DATA UNDER STUDY:
// src/tui/app.rs

use ratatui::widgets::ListState;
use std::collections::HashMap;
use std::sync::Arc;
use tokio::sync::mpsc;
use tracing::{error, info, Level as TracingLevel};

use crossterm::event::{KeyCode, KeyModifiers};

use crate::api::OffersClient;
use crate::config::Config;
use crate::offer::{Kind, Level, Offer, SortKey};
use crate::store::OfferStore;

use super::theme::AppTheme;

// Define different views for the TUI
#[derive(Clone, Copy, Debug, PartialEq, Eq)]
pub enum AppView {
    Offers,
    Logs,
}

impl AppView {
    pub fn next(&self) -> Self {
        match self {
            Self::Offers => Self::Logs,
            Self::Logs => Self::Offers,
        }
    }

    pub fn previous(&self) -> Self {
        match self {
            Self::Offers => Self::Logs,
            Self::Logs => Self::Offers,
        }
    }
}

// Define input modes
#[derive(Clone, Copy, Debug, PartialEq, Eq)]
pub enum InputMode {
    Normal,
    Search,
}

/// Which pane of the offers view owns Up/Down and the toggle key.
#[derive(Clone, Copy, Debug, PartialEq, Eq)]
pub enum FocusPane {
    List,
    Filters,
}

/// Where the single fetch currently stands. `Failed` after a reload keeps
/// the previous list on screen; the error shows in the status bar.
#[derive(Clone, Debug, PartialEq, Eq)]
pub enum LoadState {
    Loading,
    Ready,
    Failed(String),
}

// One row of the filter sidebar, in render order.
#[derive(Clone, Copy, Debug, PartialEq)]
pub enum FilterRow {
    Level(Level),
    Kind(Kind),
    Price,
    Sort(SortKey),
}

/// Sidebar rows top to bottom: levels, kinds, the price ceiling, then the
/// sort radios. The widget and the key handler both rely on this order.
pub fn filter_rows() -> Vec<FilterRow> {
    let mut rows: Vec<FilterRow> = Level::ALL.iter().copied().map(FilterRow::Level).collect();
    rows.extend(Kind::ALL.iter().copied().map(FilterRow::Kind));
    rows.push(FilterRow::Price);
    rows.extend(SortKey::SELECTABLE.iter().copied().map(FilterRow::Sort));
    rows
}

// TUI log entries mirrored from the tracing pipeline
#[derive(Clone, Debug)]
pub struct UILogEntry {
    pub timestamp: String, // Formatted in the tracing layer
    pub level: TracingLevel,
    pub target: String,
    pub message: String,
}

// App-level events so async work finishes on the event loop
#[derive(Clone, Debug)]
pub enum AppEvent {
    FetchOffers,
    OffersFetched(Result<Vec<Offer>, String>),
}

pub struct App {
    pub should_quit: bool,
    pub config: Arc<Config>,
    pub theme: Arc<AppTheme>,

    pub client: OffersClient,
    pub store: OfferStore,
    pub load_state: LoadState,

    pub active_view: AppView,
    pub focus: FocusPane,
    pub input_mode: InputMode,

    pub offer_list_state: ListState,
    pub filter_cursor: usize,

    pub search_input: String,
    pub search_cursor_idx: usize, // In chars, not bytes

    pub log_entries: Vec<UILogEntry>,
    pub log_list_state: ListState,
    pub log_receiver: Option<mpsc::UnboundedReceiver<UILogEntry>>,

    // Channel for sending async results back to the event loop
    pub event_sender: mpsc::UnboundedSender<AppEvent>,
    pub event_receiver: Option<mpsc::UnboundedReceiver<AppEvent>>,

    pub show_keybindings_modal: bool,
    pub keybinding_map: HashMap<String, (KeyCode, KeyModifiers)>,
}

impl App {
    pub fn new(
        config: Arc<Config>,
        client: OffersClient,
        log_receiver: mpsc::UnboundedReceiver<UILogEntry>,
    ) -> Self {
        let (event_tx, event_rx) = mpsc::unbounded_channel::<AppEvent>();

        let store = OfferStore::new(
            config.interface.price_ceiling,
            SortKey::parse_lenient(&config.interface.default_sort),
        );
        let keybinding_map = parse_keybindings(&config.keybindings);

        Self {
            should_quit: false,
            config,
            theme: Arc::new(AppTheme::default()),
            client,
            store,
            load_state: LoadState::Loading,
            active_view: AppView::Offers,
            focus: FocusPane::List,
            input_mode: InputMode::Normal,
            offer_list_state: ListState::default(),
            filter_cursor: 0,
            search_input: String::new(),
            search_cursor_idx: 0,
            log_entries: Vec::new(),
            log_list_state: ListState::default(),
            log_receiver: Some(log_receiver),
            event_sender: event_tx,
            event_receiver: Some(event_rx),
            show_keybindings_modal: false,
            keybinding_map,
        }
    }

    pub fn tick(&mut self) {
        // Redraw-only tick; the clock in the status bar picks it up.
    }

    /// Queues a fetch. The event loop marks the load state and spawns the
    /// actual request.
    pub fn request_reload(&self) {
        let _ = self.event_sender.send(AppEvent::FetchOffers);
    }

    pub fn on_offers_fetched(&mut self, result: Result<Vec<Offer>, String>) {
        match result {
            Ok(offers) => {
                info!("Loaded {} offers from the feed", offers.len());
                self.store.load(offers);
                self.load_state = LoadState::Ready;
                if self.offer_list_state.selected().is_none() && !self.store.derived().is_empty() {
                    self.offer_list_state.select(Some(0));
                }
                self.clamp_offer_selection();
            }
            Err(message) => {
                error!("Failed to fetch offers: {}", message);
                self.load_state = LoadState::Failed(message);
            }
        }
    }

    /// Pushes the live search text into the store and re-clamps the
    /// selection against the new derived list.
    pub fn apply_search(&mut self) {
        self.store.set_search_text(self.search_input.clone());
        self.clamp_offer_selection();
    }

    pub fn clear_search(&mut self) {
        self.search_input.clear();
        self.search_cursor_idx = 0;
        self.apply_search();
    }

    /// Acts on the filter row under the cursor: toggle a checkbox or pick a
    /// sort radio. The price row is adjusted with Left/Right instead.
    pub fn activate_filter_row(&mut self) {
        match filter_rows().get(self.filter_cursor) {
            Some(FilterRow::Level(level)) => self.store.toggle_level(*level),
            Some(FilterRow::Kind(kind)) => self.store.toggle_kind(*kind),
            Some(FilterRow::Sort(sort_key)) => self.store.set_sort_key(*sort_key),
            Some(FilterRow::Price) | None => return,
        }
        self.clamp_offer_selection();
    }

    /// Moves the price ceiling by `steps` increments of the configured step,
    /// when the cursor sits on the price row.
    pub fn adjust_price(&mut self, steps: f64) {
        if !matches!(filter_rows().get(self.filter_cursor), Some(FilterRow::Price)) {
            return;
        }
        let next = self.store.criteria().max_price + steps * self.config.interface.price_step;
        self.store.set_max_price(next);
        self.clamp_offer_selection();
    }

    /// Keeps the highlighted offer inside the derived list after any
    /// recompute shrinks or empties it.
    pub fn clamp_offer_selection(&mut self) {
        let len = self.store.derived().len();
        if len == 0 {
            self.offer_list_state.select(None);
        } else {
            let idx = self.offer_list_state.selected().unwrap_or(0).min(len - 1);
            self.offer_list_state.select(Some(idx));
        }
    }

    pub fn select_next_offer(&mut self) {
        let len = self.store.derived().len();
        if len == 0 {
            self.offer_list_state.select(None);
            return;
        }
        let i = match self.offer_list_state.selected() {
            Some(i) => {
                if i >= len - 1 {
                    0
                } else {
                    i + 1
                }
            }
            None => 0,
        };
        self.offer_list_state.select(Some(i));
    }

    pub fn select_previous_offer(&mut self) {
        let len = self.store.derived().len();
        if len == 0 {
            self.offer_list_state.select(None);
            return;
        }
        let i = match self.offer_list_state.selected() {
            Some(i) => {
                if i == 0 {
                    len - 1
                } else {
                    i - 1
                }
            }
            None => 0,
        };
        self.offer_list_state.select(Some(i));
    }

    pub fn selected_offer(&self) -> Option<&Offer> {
        self.offer_list_state
            .selected()
            .and_then(|i| self.store.derived().get(i))
    }

    pub fn filter_next(&mut self) {
        let rows = filter_rows().len();
        self.filter_cursor = (self.filter_cursor + 1) % rows;
    }

    pub fn filter_previous(&mut self) {
        let rows = filter_rows().len();
        self.filter_cursor = (self.filter_cursor + rows - 1) % rows;
    }

    pub fn scroll_logs_up(&mut self) {
        let current_selection = self.log_list_state.selected().unwrap_or(0);
        if current_selection > 0 {
            self.log_list_state.select(Some(current_selection - 1));
        }
    }

    pub fn scroll_logs_down(&mut self) {
        if self.log_entries.is_empty() {
            return;
        }
        let max_index = self.log_entries.len() - 1;
        let current_selection = self.log_list_state.selected().unwrap_or(0);
        if current_selection < max_index {
            self.log_list_state.select(Some(current_selection + 1));
        }
    }
}

/// Byte offset of the `char_idx`-th character, for cursor edits in text that
/// can carry accented characters.
pub fn byte_index(s: &str, char_idx: usize) -> usize {
    s.char_indices()
        .nth(char_idx)
        .map(|(i, _)| i)
        .unwrap_or(s.len())
}

fn parse_keybindings(
    cfg: &crate::config::KeyBindingsConfig,
) -> HashMap<String, (KeyCode, KeyModifiers)> {
    let mut map = HashMap::new();
    macro_rules! insert {
        ($action:expr, $binding:expr) => {
            if let Some((code, mods)) = parse_keybinding(&$binding) {
                map.insert($action.to_string(), (code, mods));
            }
        };
    }
    insert!("quit", cfg.quit);
    insert!("help", cfg.help);
    insert!("search", cfg.search);
    insert!("filters", cfg.filters);
    insert!("sort", cfg.sort);
    insert!("reload", cfg.reload);
    insert!("next_tab", cfg.next_tab);
    insert!("prev_tab", cfg.prev_tab);
    insert!("up", cfg.up);
    insert!("down", cfg.down);
    insert!("enter", cfg.enter);
    insert!("toggle", cfg.toggle);
    map
}

fn parse_keybinding(s: &str) -> Option<(KeyCode, KeyModifiers)> {
    let s = s.trim();
    let mut mods = KeyModifiers::empty();
    let mut key = s;
    if let Some(stripped) = s.strip_prefix("Ctrl+") {
        mods |= KeyModifiers::CONTROL;
        key = stripped;
    }
    if let Some(stripped) = key.strip_prefix("Alt+") {
        mods |= KeyModifiers::ALT;
        key = stripped;
    }
    if let Some(stripped) = key.strip_prefix("Shift+") {
        mods |= KeyModifiers::SHIFT;
        key = stripped;
    }
    let code = match key.to_lowercase().as_str() {
        "tab" => KeyCode::Tab,
        "backtab" => KeyCode::BackTab,
        "enter" => KeyCode::Enter,
        "esc" => KeyCode::Esc,
        "space" => KeyCode::Char(' '),
        "up" => KeyCode::Up,
        "down" => KeyCode::Down,
        "left" => KeyCode::Left,
        "right" => KeyCode::Right,
        c if c.chars().count() == 1 => KeyCode::Char(c.chars().next()?),
        _ => return None,
    };
    Some((code, mods))
}
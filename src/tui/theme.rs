use ratatui::style::{Color, Modifier, Style};

#[derive(Debug, Clone)]
pub struct AppTheme {
    // General
    pub primary_background: Color,
    pub primary_foreground: Color,
    pub secondary_foreground: Color,
    pub border_primary: Color,
    pub border_focused: Color,
    pub highlight_style: Style, // For list selections
    pub error_text: Color,
    pub warning_text: Color,
    pub success_text: Color,

    // Status Bar
    pub status_bar_background: Color,
    pub status_bar_foreground: Color,
    pub status_bar_mode_normal_bg: Color,
    pub status_bar_mode_search_bg: Color,
    pub status_bar_view_name_fg: Color,

    // Search Bar
    pub search_bar_background: Color,
    pub search_bar_text_fg: Color,
    pub search_bar_border: Color,
    pub search_bar_placeholder: Style,

    // Offer List
    pub offer_list_title: Style,
    pub offer_price: Style,
    pub offer_full_price: Style, // Rendered struck through
    pub offer_discount: Style,
    pub offer_rating: Style,
    pub offer_ies: Style,
    pub offer_empty_state: Color,

    // Filter Panel
    pub filter_title: Style,
    pub filter_section: Style,
    pub filter_cursor_style: Style,
    pub filter_checked: Color,
    pub price_bar_filled: Color,
    pub price_bar_empty: Color,

    // Log View
    pub log_title: Style,
    pub log_level_trace: Style,
    pub log_level_debug: Style,
    pub log_level_info: Style,
    pub log_level_warn: Style,
    pub log_level_error: Style,
    pub log_timestamp: Style,
    pub log_target: Style,

    // Popup
    pub popup_border: Color,
    pub popup_background: Color,
    pub help_text: Color,
}

impl Default for AppTheme {
    fn default() -> Self {
        Self {
            // General
            primary_background: Color::Reset, // Terminal default
            primary_foreground: Color::White,
            secondary_foreground: Color::Gray,
            border_primary: Color::DarkGray,
            border_focused: Color::LightCyan,
            highlight_style: Style::default()
                .bg(Color::DarkGray)
                .add_modifier(Modifier::BOLD),
            error_text: Color::Red,
            warning_text: Color::Yellow,
            success_text: Color::Green,

            // Status Bar
            status_bar_background: Color::Blue,
            status_bar_foreground: Color::White,
            status_bar_mode_normal_bg: Color::LightCyan,
            status_bar_mode_search_bg: Color::LightMagenta,
            status_bar_view_name_fg: Color::Yellow,

            // Search Bar
            search_bar_background: Color::DarkGray,
            search_bar_text_fg: Color::White,
            search_bar_border: Color::White,
            search_bar_placeholder: Style::default()
                .fg(Color::Rgb(180, 180, 180))
                .add_modifier(Modifier::ITALIC),

            // Offer List
            offer_list_title: Style::default()
                .fg(Color::LightCyan)
                .add_modifier(Modifier::BOLD),
            offer_price: Style::default()
                .fg(Color::Green)
                .add_modifier(Modifier::BOLD),
            offer_full_price: Style::default()
                .fg(Color::DarkGray)
                .add_modifier(Modifier::CROSSED_OUT),
            offer_discount: Style::default().fg(Color::LightGreen),
            offer_rating: Style::default().fg(Color::Yellow),
            offer_ies: Style::default().fg(Color::Gray),
            offer_empty_state: Color::DarkGray,

            // Filter Panel
            filter_title: Style::default()
                .fg(Color::LightGreen)
                .add_modifier(Modifier::BOLD),
            filter_section: Style::default()
                .fg(Color::Cyan)
                .add_modifier(Modifier::BOLD),
            filter_cursor_style: Style::default()
                .bg(Color::DarkGray)
                .add_modifier(Modifier::BOLD),
            filter_checked: Color::Green,
            price_bar_filled: Color::Cyan,
            price_bar_empty: Color::DarkGray,

            // Log View
            log_title: Style::default()
                .fg(Color::Yellow)
                .add_modifier(Modifier::BOLD),
            log_level_trace: Style::default().fg(Color::Magenta),
            log_level_debug: Style::default().fg(Color::Blue),
            log_level_info: Style::default().fg(Color::Green),
            log_level_warn: Style::default().fg(Color::Yellow),
            log_level_error: Style::default().fg(Color::Red),
            log_timestamp: Style::default().fg(Color::DarkGray),
            log_target: Style::default().fg(Color::Cyan),

            // Popup
            popup_border: Color::Yellow,
            popup_background: Color::DarkGray,
            help_text: Color::Gray,
        }
    }
}
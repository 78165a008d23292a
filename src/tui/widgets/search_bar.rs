use ratatui::{
    layout::Rect,
    style::Style,
    text::{Line, Span},
    widgets::{Block, Borders, Paragraph},
    Frame,
};
use unicode_width::UnicodeWidthStr;

use crate::tui::app::{byte_index, App, InputMode};

pub struct SearchBarWidget;

impl SearchBarWidget {
    pub fn render(f: &mut Frame, app: &mut App, area: Rect) {
        let theme = &app.theme;

        let (title, content) = match app.input_mode {
            InputMode::Search => (
                "Busca (Enter confirma, Esc limpa)",
                Line::from(Span::styled(
                    app.search_input.clone(),
                    Style::default().fg(theme.search_bar_text_fg),
                )),
            ),
            InputMode::Normal => {
                let active_search = &app.store.criteria().search_text;
                if active_search.is_empty() {
                    (
                        "Busca (/)",
                        Line::from(Span::styled(
                            "Busque o curso ideal para você",
                            theme.search_bar_placeholder,
                        )),
                    )
                } else {
                    (
                        "Busca (/)",
                        Line::from(Span::styled(
                            active_search.clone(),
                            Style::default().fg(theme.search_bar_text_fg),
                        )),
                    )
                }
            }
        };

        let search_paragraph = Paragraph::new(content)
            .style(Style::default().bg(theme.search_bar_background))
            .block(
                Block::default()
                    .borders(Borders::ALL)
                    .title(title)
                    .border_style(Style::default().fg(theme.search_bar_border)),
            );
        f.render_widget(search_paragraph, area);

        if app.input_mode == InputMode::Search {
            // Cursor position is measured in display columns, not chars,
            // so accented input keeps the cursor aligned.
            let prefix =
                &app.search_input[..byte_index(&app.search_input, app.search_cursor_idx)];
            let inner_width = area.width.saturating_sub(2);
            f.set_cursor(area.x + 1 + cursor_offset(prefix, inner_width), area.y + 1);
        }
    }
}

/// Display-column offset of the cursor, clamped to the bar's inner width.
/// The clamp happens in `usize`, before the cast can truncate.
fn cursor_offset(prefix: &str, inner_width: u16) -> u16 {
    prefix.width().min(usize::from(inner_width)) as u16
}

#[cfg(test)]
mod tests {
    use super::*;

    #[test]
    fn cursor_stays_inside_the_bar() {
        assert_eq!(cursor_offset("curso", 20), 5);
        // Double-width characters count as two columns.
        assert_eq!(cursor_offset("日本語", 20), 6);
        // Wider than the bar: pinned at the inner edge, not past the border.
        assert_eq!(cursor_offset(&"x".repeat(300), 20), 20);
        assert_eq!(cursor_offset("abc", 0), 0);
    }
}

WORK TO BE COMPLETED: Look through the data and gather every line with the string "interface" in it.

SOLVED PROBLEM:
            config.interface.price_ceiling,
            SortKey::parse_lenient(&config.interface.default_sort),
        let next = self.store.criteria().max_price + steps * self.config.interface.price_step;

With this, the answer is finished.